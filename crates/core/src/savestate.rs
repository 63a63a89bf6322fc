//! Save state (quick save / quick load) for the LCD simulator.
//!
//! Persists the full controller state to a file using bincode serialization
//! with deflate compression, so an interactive session can be frozen and
//! resumed (F5 save, F9 load in the frontend).
//!
//! ## File format
//!
//! ```text
//! +------------------+
//! | Magic "CLCD"     |  4 bytes
//! +------------------+
//! | Format version   |  u32 little-endian (currently 1)
//! +------------------+
//! | Compressed data  |  deflate-compressed bincode snapshot
//! +------------------+
//! ```

use std::path::Path;

use crate::controller::{Hd44780, Snapshot};

/// Magic bytes identifying a charlcd-emu save state file.
const MAGIC: &[u8; 4] = b"CLCD";
/// Current save state format version.
const FORMAT_VERSION: u32 = 1;

/// Serialize the controller state into the save-state wire format.
pub fn serialize_state(snap: &Snapshot) -> Result<Vec<u8>, String> {
    let payload = bincode::serialize(snap).map_err(|e| format!("Serialize error: {}", e))?;

    let compressed = miniz_oxide::deflate::compress_to_vec(&payload, 6);

    let mut out = Vec::with_capacity(8 + compressed.len());
    out.extend_from_slice(MAGIC);
    out.extend_from_slice(&FORMAT_VERSION.to_le_bytes());
    out.extend_from_slice(&compressed);
    Ok(out)
}

/// Parse the save-state wire format back into a controller, verifying
/// magic and version.
pub fn deserialize_state(data: &[u8]) -> Result<Hd44780, String> {
    if data.len() < 8 {
        return Err("File too small".into());
    }
    if &data[0..4] != MAGIC {
        return Err("Invalid save state file (bad magic)".into());
    }
    let version = u32::from_le_bytes([data[4], data[5], data[6], data[7]]);
    if version != FORMAT_VERSION {
        return Err(format!(
            "Unsupported save state version {} (expected {})",
            version, FORMAT_VERSION
        ));
    }

    let decompressed = miniz_oxide::inflate::decompress_to_vec(&data[8..])
        .map_err(|e| format!("Decompress error: {:?}", e))?;

    let snap: Snapshot =
        bincode::deserialize(&decompressed).map_err(|e| format!("Deserialize error: {}", e))?;
    Hd44780::restore(&snap)
}

/// Save controller state to a file.
pub fn save_to_file(snap: &Snapshot, path: &Path) -> Result<(), String> {
    let bytes = serialize_state(snap)?;
    std::fs::write(path, &bytes).map_err(|e| format!("Write error: {}", e))
}

/// Load controller state from a file.
pub fn load_from_file(path: &Path) -> Result<Hd44780, String> {
    let data = std::fs::read(path).map_err(|e| format!("Read error: {}", e))?;
    deserialize_state(&data)
}

#[cfg(test)]
mod tests {
    use super::*;

    fn populated_lcd() -> Hd44780 {
        let mut lcd = Hd44780::new(16, 2);
        lcd.receive_command(0x0C);
        lcd.receive_command(0x80 | 0x40);
        for &b in b"SAVED" {
            lcd.receive_data(b);
        }
        lcd.receive_command(0x40 | 0x08); // glyph 1
        lcd.receive_data(0b01010);
        lcd
    }

    #[test]
    fn test_round_trip() {
        let lcd = populated_lcd();
        let bytes = serialize_state(&lcd.snapshot()).unwrap();
        let loaded = deserialize_state(&bytes).unwrap();
        let a = lcd.snapshot();
        let b = loaded.snapshot();
        assert_eq!(a.vram, b.vram);
        assert_eq!(a.address_counter, b.address_counter);
        assert_eq!(a.display_on, b.display_on);
        assert_eq!(a.cgram_rev, b.cgram_rev);
        assert_eq!(&b.row(1)[..5], b"SAVED");
    }

    #[test]
    fn test_bad_magic_rejected() {
        let lcd = populated_lcd();
        let mut bytes = serialize_state(&lcd.snapshot()).unwrap();
        bytes[0] = b'X';
        assert!(deserialize_state(&bytes).unwrap_err().contains("bad magic"));
    }

    #[test]
    fn test_bad_version_rejected() {
        let lcd = populated_lcd();
        let mut bytes = serialize_state(&lcd.snapshot()).unwrap();
        bytes[4] = 99;
        assert!(deserialize_state(&bytes).unwrap_err().contains("version"));
    }

    #[test]
    fn test_truncated_rejected() {
        assert!(deserialize_state(b"CLC").is_err());
    }

    #[test]
    fn test_tampered_address_counter_rejected() {
        // A crafted file with a wild address counter must fail the load,
        // not come back as a controller that faults on the next byte.
        let mut snap = populated_lcd().snapshot();
        snap.address_counter = 0xF0;
        let bytes = serialize_state(&snap).unwrap();
        assert!(deserialize_state(&bytes)
            .unwrap_err()
            .contains("out of range"));
    }
}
::::
* _PROBLEM DESCRIPTION_: All of the data above should be output exactly.

* _REPLY_:
filename crates/core/src/savestate.rs
repository 63a63a89bf6322fc
//! Save state (quick save / quick load) for the LCD simulator.
//!
//! Persists the full controller state to a file using bincode serialization
//! with deflate compression, so an interactive session can be frozen and
//! resumed (F5 save, F9 load in the frontend).
//!
//! ## File format
//!
//! ```text
//! +------------------+
//! | Magic "CLCD"     |  4 bytes
//! +------------------+
//! | Format version   |  u32 little-endian (currently 1)
//! +------------------+
//! | Compressed data  |  deflate-compressed bincode snapshot
//! +------------------+
//! ```

use std::path::Path;

use crate::controller::{Hd44780, Snapshot};

/// Magic bytes identifying a charlcd-emu save state file.
const MAGIC: &[u8; 4] = b"CLCD";
/// Current save state format version.
const FORMAT_VERSION: u32 = 1;

/// Serialize the controller state into the save-state wire format.
pub fn serialize_state(snap: &Snapshot) -> Result<Vec<u8>, String> {
    let payload = bincode::serialize(snap).map_err(|e| format!("Serialize error: {}", e))?;

    let compressed = miniz_oxide::deflate::compress_to_vec(&payload, 6);

    let mut out = Vec::with_capacity(8 + compressed.len());
    out.extend_from_slice(MAGIC);
    out.extend_from_slice(&FORMAT_VERSION.to_le_bytes());
    out.extend_from_slice(&compressed);
    Ok(out)
}

/// Parse the save-state wire format back into a controller, verifying
/// magic and version.
pub fn deserialize_state(data: &[u8]) -> Result<Hd44780, String> {
    if data.len() < 8 {
        return Err("File too small".into());
    }
    if &data[0..4] != MAGIC {
        return Err("Invalid save state file (bad magic)".into());
    }
    let version = u32::from_le_bytes([data[4], data[5], data[6], data[7]]);
    if version != FORMAT_VERSION {
        return Err(format!(
            "Unsupported save state version {} (expected {})",
            version, FORMAT_VERSION
        ));
    }

    let decompressed = miniz_oxide::inflate::decompress_to_vec(&data[8..])
        .map_err(|e| format!("Decompress error: {:?}", e))?;

    let snap: Snapshot =
        bincode::deserialize(&decompressed).map_err(|e| format!("Deserialize error: {}", e))?;
    Hd44780::restore(&snap)
}

/// Save controller state to a file.
pub fn save_to_file(snap: &Snapshot, path: &Path) -> Result<(), String> {
    let bytes = serialize_state(snap)?;
    std::fs::write(path, &bytes).map_err(|e| format!("Write error: {}", e))
}

/// Load controller state from a file.
pub fn load_from_file(path: &Path) -> Result<Hd44780, String> {
    let data = std::fs::read(path).map_err(|e| format!("Read error: {}", e))?;
    deserialize_state(&data)
}

#[cfg(test)]
mod tests {
    use super::*;

    fn populated_lcd() -> Hd44780 {
        let mut lcd = Hd44780::new(16, 2);
        lcd.receive_command(0x0C);
        lcd.receive_command(0x80 | 0x40);
        for &b in b"SAVED" {
            lcd.receive_data(b);
        }
        lcd.receive_command(0x40 | 0x08); // glyph 1
        lcd.receive_data(0b01010);
        lcd
    }

    #[test]
    fn test_round_trip() {
        let lcd = populated_lcd();
        let bytes = serialize_state(&lcd.snapshot()).unwrap();
        let loaded = deserialize_state(&bytes).unwrap();
        let a = lcd.snapshot();
        let b = loaded.snapshot();
        assert_eq!(a.vram, b.vram);
        assert_eq!(a.address_counter, b.address_counter);
        assert_eq!(a.display_on, b.display_on);
        assert_eq!(a.cgram_rev, b.cgram_rev);
        assert_eq!(&b.row(1)[..5], b"SAVED");
    }

    #[test]
    fn test_bad_magic_rejected() {
        let lcd = populated_lcd();
        let mut bytes = serialize_state(&lcd.snapshot()).unwrap();
        bytes[0] = b'X';
        assert!(deserialize_state(&bytes).unwrap_err().contains("bad magic"));
    }

    #[test]
    fn test_bad_version_rejected() {
        let lcd = populated_lcd();
        let mut bytes = serialize_state(&lcd.snapshot()).unwrap();
        bytes[4] = 99;
        assert!(deserialize_state(&bytes).unwrap_err().contains("version"));
    }

    #[test]
    fn test_truncated_rejected() {
        assert!(deserialize_state(b"CLC").is_err());
    }

    #[test]
    fn test_tampered_address_counter_rejected() {
        // A crafted file with a wild address counter must fail the load,
        // not come back as a controller that faults on the next byte.
        let mut snap = populated_lcd().snapshot();
        snap.address_counter = 0xF0;
        let bytes = serialize_state(&snap).unwrap();
        assert!(deserialize_state(&bytes)
            .unwrap_err()
            .contains("out of range"));
    }
}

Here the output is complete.